#[cfg(test)]
mod tests {
    use crate::logic::{compute_free_slots, merge_busy_intervals, WorkingWindow};
    use chrono::{DateTime, Duration, NaiveDate, TimeZone, Utc};
    use proptest::prelude::*;
    use slotbook_common::TimeInterval;

    fn date() -> NaiveDate {
        NaiveDate::from_ymd_opt(2025, 5, 5).unwrap()
    }

    fn midnight() -> DateTime<Utc> {
        Utc.with_ymd_and_hms(2025, 5, 5, 0, 0, 0).unwrap()
    }

    // Busy intervals as (start minute, length in minutes) within the day
    fn busy_strategy() -> impl Strategy<Value = Vec<TimeInterval>> {
        prop::collection::vec((0i64..1440, 1i64..240), 0..8).prop_map(|raw| {
            raw.into_iter()
                .map(|(start, len)| TimeInterval {
                    start: midnight() + Duration::minutes(start),
                    end: midnight() + Duration::minutes(start + len),
                })
                .collect()
        })
    }

    fn window_strategy() -> impl Strategy<Value = WorkingWindow> {
        (0u32..12, 13u32..=24, prop::sample::select(vec![15i64, 30, 45, 60, 90, 120]))
            .prop_map(|(start, end, duration)| WorkingWindow::new(start, end, duration))
    }

    proptest! {
        #[test]
        fn test_order_of_busy_list_does_not_matter(
            busy in busy_strategy(),
            window in window_strategy(),
        ) {
            let mut reversed = busy.clone();
            reversed.reverse();
            let merged = merge_busy_intervals(&busy);

            let from_input = compute_free_slots(date(), &busy, &window).unwrap();
            let from_reversed = compute_free_slots(date(), &reversed, &window).unwrap();
            let from_merged = compute_free_slots(date(), &merged, &window).unwrap();

            prop_assert_eq!(&from_input, &from_reversed);
            prop_assert_eq!(&from_input, &from_merged);
        }

        #[test]
        fn test_free_slots_never_overlap_busy_and_stay_ordered(
            busy in busy_strategy(),
            window in window_strategy(),
        ) {
            let slots = compute_free_slots(date(), &busy, &window).unwrap();

            for slot in &slots {
                for b in &busy {
                    prop_assert!(!slot.interval.overlaps(b), "{:?} overlaps {:?}", slot, b);
                }
                prop_assert_eq!(
                    slot.interval.duration(),
                    Duration::minutes(window.slot_duration_minutes)
                );
            }
            for pair in slots.windows(2) {
                prop_assert!(pair[0].interval.end <= pair[1].interval.start);
            }
        }

        #[test]
        fn test_excluded_candidates_overlap_something(
            busy in busy_strategy(),
            window in window_strategy(),
        ) {
            let grid = compute_free_slots(date(), &[], &window).unwrap();
            let slots = compute_free_slots(date(), &busy, &window).unwrap();

            prop_assert_eq!(grid.len(), window.slot_count());
            for candidate in &grid {
                let kept = slots.contains(candidate);
                let blocked = busy.iter().any(|b| candidate.interval.overlaps(b));
                prop_assert_eq!(kept, !blocked);
            }
        }

        #[test]
        fn test_merged_intervals_are_sorted_and_disjoint(busy in busy_strategy()) {
            let merged = merge_busy_intervals(&busy);
            for pair in merged.windows(2) {
                prop_assert!(pair[0].end < pair[1].start);
            }
            let total_in: i64 = busy.iter().map(|b| b.duration().num_minutes()).sum();
            let total_out: i64 = merged.iter().map(|b| b.duration().num_minutes()).sum();
            prop_assert!(total_out <= total_in);
        }
    }
}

==*==

# Aim of the task
Lines of the material in which the word "blocked" occurs are to be copied out.

# Response to this task
                let blocked = busy.iter().any(|b| candidate.interval.overlaps(b));
                prop_assert_eq!(kept, !blocked);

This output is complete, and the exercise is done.